The regulator, Securities and Exchange Board of India (Sebi), has proposed a sweeping overhaul of how mutual funds charge investors, aiming to make costs more transparent and investor-friendly. The regulator’s consultation paper recommends reducing the Total Expense Ratio (TER) — the fee that covers fund management and operational costs — to ensure investors pay less while understanding charges more clearly.

According to SEBI, the move could significantly cut investment costs and promote greater transparency in the ₹50-trillion mutual fund sector. However, the reform poses immediate challenges for fund houses. Asset Management Companies (AMCs) are likely to face pressure on profitability as their fee income declines.

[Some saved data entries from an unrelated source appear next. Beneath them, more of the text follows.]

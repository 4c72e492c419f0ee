// tests/scheduler_runs.rs
//
// Scheduler: non-overlap, history/statistics, timer firing, run-on-init,
// self-stop after repeated fully-failed runs.

mod support;

use std::sync::Arc;
use std::time::Duration;

use apl_sync::config::{EngineConfig, SchedulerConfig};
use apl_sync::scheduler::RunTrigger;
use apl_sync::store::SyncStatusRepository;
use apl_sync::SyncError;
use support::{fast_orchestrator, harness, harness_with_config, source, Behavior, Harness, StubIngestor};

fn scheduled(cron: &str, run_on_init: bool, stop_after: u32, ingestor: StubIngestor) -> Harness {
    let config = EngineConfig {
        orchestrator: fast_orchestrator(),
        scheduler: SchedulerConfig {
            cron: cron.into(),
            timezone: "UTC".into(),
            run_on_init,
            stop_after_failed_runs: stop_after,
        },
        sources: vec![source("MI")],
        ..Default::default()
    };
    harness_with_config(config, ingestor)
}

async fn wait_until(mut cond: impl FnMut() -> bool, limit: Duration) -> bool {
    let deadline = tokio::time::Instant::now() + limit;
    while tokio::time::Instant::now() < deadline {
        if cond() {
            return true;
        }
        tokio::time::sleep(Duration::from_millis(20)).await;
    }
    cond()
}

#[tokio::test(flavor = "multi_thread", worker_threads = 2)]
async fn overlapping_trigger_is_dropped_not_queued() {
    let h = harness(
        vec![source("MI")],
        fast_orchestrator(),
        StubIngestor::new(Behavior::Add(5)).with_delay(Duration::from_millis(200)),
    );
    let sched = Arc::clone(&h.engine.scheduler);

    let first = tokio::spawn({
        let sched = Arc::clone(&sched);
        async move { sched.trigger_manual().await }
    });
    assert!(wait_until(|| sched.get_status().executing, Duration::from_secs(2)).await);

    let err = sched.trigger_manual().await.unwrap_err();
    assert!(matches!(err.downcast_ref::<SyncError>(), Some(SyncError::AlreadyRunning)));

    let entry = first.await.expect("join").expect("first run");
    assert_eq!(entry.trigger, RunTrigger::Manual);
    assert_eq!(entry.summary.completed, 1);

    assert_eq!(h.ingestor.call_count("MI"), 1);
    assert_eq!(sched.get_history().len(), 1);
    let stats = sched.get_statistics();
    assert_eq!(stats.total_runs, 1);
    assert_eq!(stats.dropped_firings, 1);
    assert!(!sched.get_status().executing);
}

#[tokio::test(flavor = "multi_thread", worker_threads = 2)]
async fn timer_firing_during_a_run_is_dropped() {
    // every second; one run outlasts the next slot
    let h = scheduled(
        "* * * * * *",
        false,
        0,
        StubIngestor::new(Behavior::Add(1)).with_delay(Duration::from_secs(3)),
    );
    let sched = Arc::clone(&h.engine.scheduler);
    sched.start();

    assert!(wait_until(|| sched.get_statistics().dropped_firings >= 1, Duration::from_secs(8)).await);
    sched.stop();
    assert!(wait_until(|| !sched.get_status().executing, Duration::from_secs(5)).await);

    let history = sched.get_history();
    assert_eq!(history.len(), 1);
    assert_eq!(history[0].trigger, RunTrigger::Scheduled);
    assert_eq!(sched.get_statistics().total_runs, 1);
    assert_eq!(h.ingestor.call_count("MI"), 1);
}

#[tokio::test]
async fn statistics_accumulate_across_runs() {
    let h = harness(
        vec![source("MI"), source("NC")],
        fast_orchestrator(),
        StubIngestor::new(Behavior::Add(10)),
    );
    let sched = &h.engine.scheduler;

    sched.trigger_manual().await.unwrap();
    h.ingestor.set("NC", Behavior::Fail("bad sheet".into()));
    let second = sched.trigger_manual().await.unwrap();
    assert_eq!(second.summary.failed, 1);
    assert!(!second.succeeded());

    let stats = sched.get_statistics();
    assert_eq!(stats.total_runs, 2);
    assert_eq!(stats.successful_runs, 1);
    assert_eq!(stats.failed_runs, 1);
    assert_eq!(stats.success_rate, 50.0);
    assert_eq!(stats.total_entries_added, 30);

    let history = sched.get_history();
    assert_eq!(history.len(), 2);
    assert!(history[0].started_at <= history[1].started_at);
    // a partially failed run does not count toward the self-stop streak
    assert_eq!(sched.get_status().consecutive_failed_runs, 0);
}

#[tokio::test]
async fn history_keeps_the_last_hundred_runs() {
    let h = harness(vec![source("MI")], fast_orchestrator(), StubIngestor::new(Behavior::Add(1)));
    for _ in 0..105 {
        h.engine.scheduler.trigger_manual().await.unwrap();
    }
    assert_eq!(h.engine.scheduler.get_history().len(), 100);
    assert_eq!(h.engine.scheduler.get_statistics().total_runs, 105);
}

#[tokio::test(flavor = "multi_thread", worker_threads = 2)]
async fn timer_fires_and_publishes_next_run() {
    let h = scheduled("* * * * * *", false, 0, StubIngestor::new(Behavior::Add(1)));
    let sched = Arc::clone(&h.engine.scheduler);
    sched.start();
    assert!(sched.get_status().started);

    assert!(wait_until(|| !sched.get_history().is_empty(), Duration::from_secs(5)).await);
    sched.stop();
    assert!(!sched.get_status().started);

    let entry = &sched.get_history()[0];
    assert_eq!(entry.trigger, RunTrigger::Scheduled);
    let row = h.store.get("MI", "apl").await.unwrap().expect("row");
    assert!(row.next_scheduled_at.is_some());
}

#[tokio::test(flavor = "multi_thread", worker_threads = 2)]
async fn run_on_init_fires_immediately() {
    // yearly; only the startup run can happen during the test
    let h = scheduled("0 0 1 1 *", true, 0, StubIngestor::new(Behavior::Add(1)));
    let sched = Arc::clone(&h.engine.scheduler);
    sched.start();
    assert!(wait_until(|| sched.get_history().len() == 1, Duration::from_secs(3)).await);
    assert_eq!(sched.get_history()[0].trigger, RunTrigger::Startup);
    assert!(sched.get_status().next_run_at.is_some());
    sched.stop();
}

#[tokio::test(flavor = "multi_thread", worker_threads = 2)]
async fn repeated_total_failure_stops_the_scheduler() {
    let h = scheduled(
        "0 0 1 1 *",
        true,
        1,
        StubIngestor::new(Behavior::Fail("portal down".into())),
    );
    let sched = Arc::clone(&h.engine.scheduler);
    sched.start();
    assert!(wait_until(|| !sched.get_status().started, Duration::from_secs(3)).await);
    assert_eq!(sched.get_status().consecutive_failed_runs, 1);
    assert!(h
        .engine
        .alerts
        .recent(10)
        .iter()
        .any(|a| a.message.contains("scheduler stopped")));
}
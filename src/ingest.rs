// src/ingest.rs
//! The per-source ingest collaborator. Parsing/transforming a state's file lives
//! behind this trait; the engine only sees all-or-nothing `IngestStats`.

use anyhow::{anyhow, bail, Context, Result};
use std::process::Stdio;
use tokio::process::Command;

use crate::model::IngestStats;

#[async_trait::async_trait]
pub trait Ingestor: Send + Sync {
    async fn ingest(&self, source_id: &str) -> Result<IngestStats>;
}

/// Runs an external importer as `<program> <args..> <source_id>` and reads an
/// `IngestStats` JSON object from its stdout. Non-zero exit is a failed ingest.
#[derive(Debug, Clone)]
pub struct CommandIngestor {
    program: String,
    args: Vec<String>,
}

impl CommandIngestor {
    pub fn new(program: impl Into<String>, args: Vec<String>) -> Self {
        Self {
            program: program.into(),
            args,
        }
    }
}

#[async_trait::async_trait]
impl Ingestor for CommandIngestor {
    async fn ingest(&self, source_id: &str) -> Result<IngestStats> {
        let out = Command::new(&self.program)
            .args(&self.args)
            .arg(source_id)
            .stdin(Stdio::null())
            .stdout(Stdio::piped())
            .stderr(Stdio::piped())
            .kill_on_drop(true)
            .output()
            .await
            .with_context(|| format!("spawning importer {:?}", self.program))?;

        if !out.status.success() {
            let stderr = String::from_utf8_lossy(&out.stderr);
            let stderr = stderr.trim();
            // keep the last 500 chars
            let start = stderr
                .char_indices()
                .rev()
                .nth(499)
                .map(|(i, _)| i)
                .unwrap_or(0);
            bail!("importer exited with {}: {}", out.status, &stderr[start..]);
        }

        let stdout = String::from_utf8_lossy(&out.stdout);
        // Importers may log before the summary; the last non-empty line is the JSON.
        let line = stdout
            .lines()
            .rev()
            .map(str::trim)
            .find(|l| !l.is_empty())
            .ok_or_else(|| anyhow!("importer produced no output"))?;
        let stats: IngestStats = serde_json::from_str(line)
            .with_context(|| format!("parsing importer summary: {line}"))?;
        Ok(stats)
    }
}
// src/clock.rs
//! Wall-clock abstraction so freshness math can be tested at exact boundaries.

use chrono::{DateTime, Duration as ChronoDuration, Utc};
use std::sync::Mutex;

pub trait Clock: Send + Sync {
    fn now(&self) -> DateTime<Utc>;
}

#[derive(Debug, Default, Clone, Copy)]
pub struct SystemClock;

impl Clock for SystemClock {
    fn now(&self) -> DateTime<Utc> {
        Utc::now()
    }
}

/// Test clock that only moves when told to.
#[derive(Debug)]
pub struct ManualClock {
    now: Mutex<DateTime<Utc>>,
}

impl ManualClock {
    pub fn new(start: DateTime<Utc>) -> Self {
        Self {
            now: Mutex::new(start),
        }
    }

    pub fn set(&self, t: DateTime<Utc>) {
        *self.now.lock().expect("clock mutex poisoned") = t;
    }

    pub fn advance(&self, by: ChronoDuration) {
        let mut guard = self.now.lock().expect("clock mutex poisoned");
        *guard += by;
    }
}

impl Clock for ManualClock {
    fn now(&self) -> DateTime<Utc> {
        *self.now.lock().expect("clock mutex poisoned")
    }
}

Speaking to Fortune India, Santosh Meena, Head of Research at Swastika Investmart, said larger fund houses will bear the brunt of the change due to their higher asset bases. While SEBI has offered smaller schemes a 5-basis-point TER relief, Meena noted that this will offer only limited respite to AMCs.

Q. Do lower TER limits risk reduce the quality of fund management or research, especially for actively managed schemes?

A. There is a real risk for active schemes, as reduced revenues (lower TERs and lower brokerage limits) will force AMCs to cut costs, potentially leading to lower spending on proprietary research and on experienced fund management talent. This pressure will be most acute for schemes that already struggle to outperform their benchmarks. The industry may consolidate, favouring only those active managers who can justify their fees with superior, net-of-cost performance.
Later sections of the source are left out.